Elle ne pouvait se résoudre encore à se dire: «Je vais épouser Lorenzo Surprenant.» Mais en vérité son choix était fait. Le norouâ meurtrier qui avait enseveli François Paradis sous la neige, au pied de quelque cyprès mélancolique, avait fait sentir à Maria du même coup toute la tristesse et la dureté du pays qu'elle habitait et lui avait inspiré la haine des hivers du Nord, du froid, du sol blanc, de la solitude, des grandes forêts inhumaines où tous les arbres ont l'aspect des arbres de cimetière. L'amour—le vrai amour—avait passé près d'elle... Une grande flamme chaude et claire qui s'était éloignée pour ne plus revenir. Il lui était resté une nostalgie et, maintenant, elle se prenait à désirer une compensation et comme un remède, l'éblouissement d'une vie lointaine dans la clarté pâle des cités.

XIV

Un soir d'avril la mère Chapdelaine refusa de se mettre à table avec les autres à l'heure du souper.

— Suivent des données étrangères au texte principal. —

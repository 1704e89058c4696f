use chrono::{DateTime, SecondsFormat, Utc};
use serde::{Deserialize, Serialize};
use std::sync::Arc;
use tracing::{info, warn};
use uuid::Uuid;

use crate::constants::MAX_POST_CONTENT_LENGTH;
use crate::errors::AppError;
use crate::models::{NewSubmission, Post, User};
use crate::moderation::{content_filter, BanState, SanctionLedger, SanctionOutcome};
use crate::repositories::PostRepository;
use crate::utils::PaginationParams;

/// Body of a post or reply submission.
#[derive(Deserialize, Debug, Clone)]
pub struct SubmissionPayload {
    pub content: String,
    /// Client display timestamp; server time when absent.
    #[serde(default)]
    pub timestamp: Option<String>,
}

#[derive(Serialize, Debug, Clone, PartialEq)]
#[serde(tag = "result", rename_all = "snake_case")]
pub enum SubmissionResult {
    /// Content passed the filter and was stored.
    Created { post: Post },
    /// Content was flagged; nothing was stored and a violation was recorded.
    Moderated { sanction: SanctionOutcome },
}

enum Screened {
    Clean(NewSubmission),
    Sanctioned(SanctionOutcome),
}

fn validate_content(content: &str) -> Result<String, AppError> {
    let trimmed = content.trim();
    if trimmed.is_empty() {
        return Err(AppError::bad_request("Content cannot be empty"));
    }
    if trimmed.chars().count() > MAX_POST_CONTENT_LENGTH {
        return Err(AppError::bad_request(format!(
            "Content exceeds maximum length of {} characters",
            MAX_POST_CONTENT_LENGTH
        )));
    }
    Ok(trimmed.to_string())
}

#[derive(Clone)]
pub struct ForumStore {
    posts: Arc<dyn PostRepository>,
    ban_state: BanState,
    ledger: SanctionLedger,
}

impl ForumStore {
    pub fn new(posts: Arc<dyn PostRepository>, ban_state: BanState, ledger: SanctionLedger) -> Self {
        Self {
            posts,
            ban_state,
            ledger,
        }
    }

    pub async fn list(&self, pagination: &PaginationParams) -> Result<Vec<Post>, AppError> {
        Ok(self.posts.list_posts(pagination).await?)
    }

    pub async fn get(&self, post_id: Uuid) -> Result<Post, AppError> {
        self.posts
            .get_post(post_id)
            .await?
            .ok_or_else(|| AppError::not_found("Post not found"))
    }

    /// Ban check, validation, then the content filter. A clean submission is
    /// passed back for storing, a flagged one has already been sanctioned.
    async fn screen(
        &self,
        author: &User,
        payload: SubmissionPayload,
        now: DateTime<Utc>,
        target: Option<Uuid>,
    ) -> Result<Screened, AppError> {
        self.ban_state.ensure_not_blocked(&author.username, now).await?;
        let content = validate_content(&payload.content)?;

        // A missing target must not cost the author a warning.
        if let Some(post_id) = target {
            self.get(post_id).await?;
        }

        let scan = content_filter::scan(&content);
        if scan.flagged {
            warn!(
                username = %author.username,
                matched = ?scan.matched_terms,
                "Submission flagged by content filter"
            );
            let outcome = self
                .ledger
                .record_violation(&author.username, &scan.matched_terms, now)
                .await?;
            return Ok(Screened::Sanctioned(outcome));
        }

        Ok(Screened::Clean(NewSubmission {
            author: author.username.clone(),
            content,
            timestamp: payload
                .timestamp
                .filter(|ts| !ts.trim().is_empty())
                .unwrap_or_else(|| now.to_rfc3339_opts(SecondsFormat::Millis, true)),
        }))
    }

    pub async fn submit_post(
        &self,
        author: &User,
        payload: SubmissionPayload,
        now: DateTime<Utc>,
    ) -> Result<SubmissionResult, AppError> {
        match self.screen(author, payload, now, None).await? {
            Screened::Sanctioned(sanction) => Ok(SubmissionResult::Moderated { sanction }),
            Screened::Clean(submission) => {
                let post = self.posts.create_post(submission).await?;
                info!(post_id = %post.id, author = %post.author, "Post created");
                Ok(SubmissionResult::Created { post })
            }
        }
    }

    pub async fn submit_reply(
        &self,
        author: &User,
        post_id: Uuid,
        payload: SubmissionPayload,
        now: DateTime<Utc>,
    ) -> Result<SubmissionResult, AppError> {
        match self.screen(author, payload, now, Some(post_id)).await? {
            Screened::Sanctioned(sanction) => Ok(SubmissionResult::Moderated { sanction }),
            Screened::Clean(submission) => {
                let post = self
                    .posts
                    .add_reply(post_id, submission)
                    .await?
                    .ok_or_else(|| AppError::not_found("Post not found"))?;
                info!(post_id = %post.id, author = %author.username, "Reply added");
                Ok(SubmissionResult::Created { post })
            }
        }
    }

    /// Idempotent: a second like from the same user changes nothing.
    pub async fn like(&self, post_id: Uuid, username: &str) -> Result<Post, AppError> {
        self.posts
            .like_post(post_id, username)
            .await?
            .ok_or_else(|| AppError::not_found("Post not found"))
    }

    pub async fn like_reply(
        &self,
        post_id: Uuid,
        reply_id: Uuid,
        username: &str,
    ) -> Result<Post, AppError> {
        self.posts
            .like_reply(post_id, reply_id, username)
            .await?
            .ok_or_else(|| AppError::not_found("Reply not found"))
    }

    /// Deletes a post and its replies. Only the author or an admin may.
    pub async fn delete(&self, post_id: Uuid, requester: &User) -> Result<(), AppError> {
        let post = self.get(post_id).await?;
        if post.author != requester.username && !requester.is_admin() {
            warn!(post_id = %post_id, username = %requester.username, "Delete denied");
            return Err(AppError::forbidden("Only the author or an admin can delete this post"));
        }

        if self.posts.delete_post(post_id).await? == 0 {
            return Err(AppError::not_found("Post not found"));
        }
        info!(post_id = %post_id, username = %requester.username, "Post deleted");
        Ok(())
    }
}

—J'ai mal dans le corps et je n'ai pas faim, dit-elle. Je pense que je me suis forcée en levant la poche de fleur aujourd'hui pour faire le pain; maintenant je sens quelque chose dans le dos qui me tire... et je n'ai pas faim.

Personne ne répondit rien. Les gens qui vivent d'une vie facile sont prompts à s'inquiéter dès que chez l'un d'entre eux le mécanisme humain se dérange; mais ceux qui vivent sur la terre en sont venus à trouver presque naturel que parfois leur dur métier les surmène et que quelque fibre de leur corps se rompe. Pendant que le père et les enfants mangeaient, la mère Chapdelaine resta immobile sur sa chaise, près du poêle. Elle haletait un peu et sa figure grasse s'altérait.

—Je vas me coucher, dit-elle bientôt. Une bonne nuit et demain matin je serai correcte, certain! Tu guetteras la cuite, Maria.

Le lendemain, en effet, elle se leva à son heure ordinaire; mais quand elle eut préparé la pâte pour les crêpes, la peine la terrassa et elle dut s'allonger de nouveau. Près du lit elle s'arrêta un instant, se tenant les reins des deux mains et s'assura que la besogne du jour serait faite.

—Tu donneras à manger aux hommes, Maria. Et ton père t'aidera à tirer les vaches si tu veux. Je ne suis bonne à rien ce matin.

—C'est bon, sa mère; c'est bon, répondit Maria. Reposez-vous tranquillement; nous n'aurons pas de misère.

Pendant deux jours elle resta couchée, surveillant de son lit toute la vie domestique, donnant des conseils.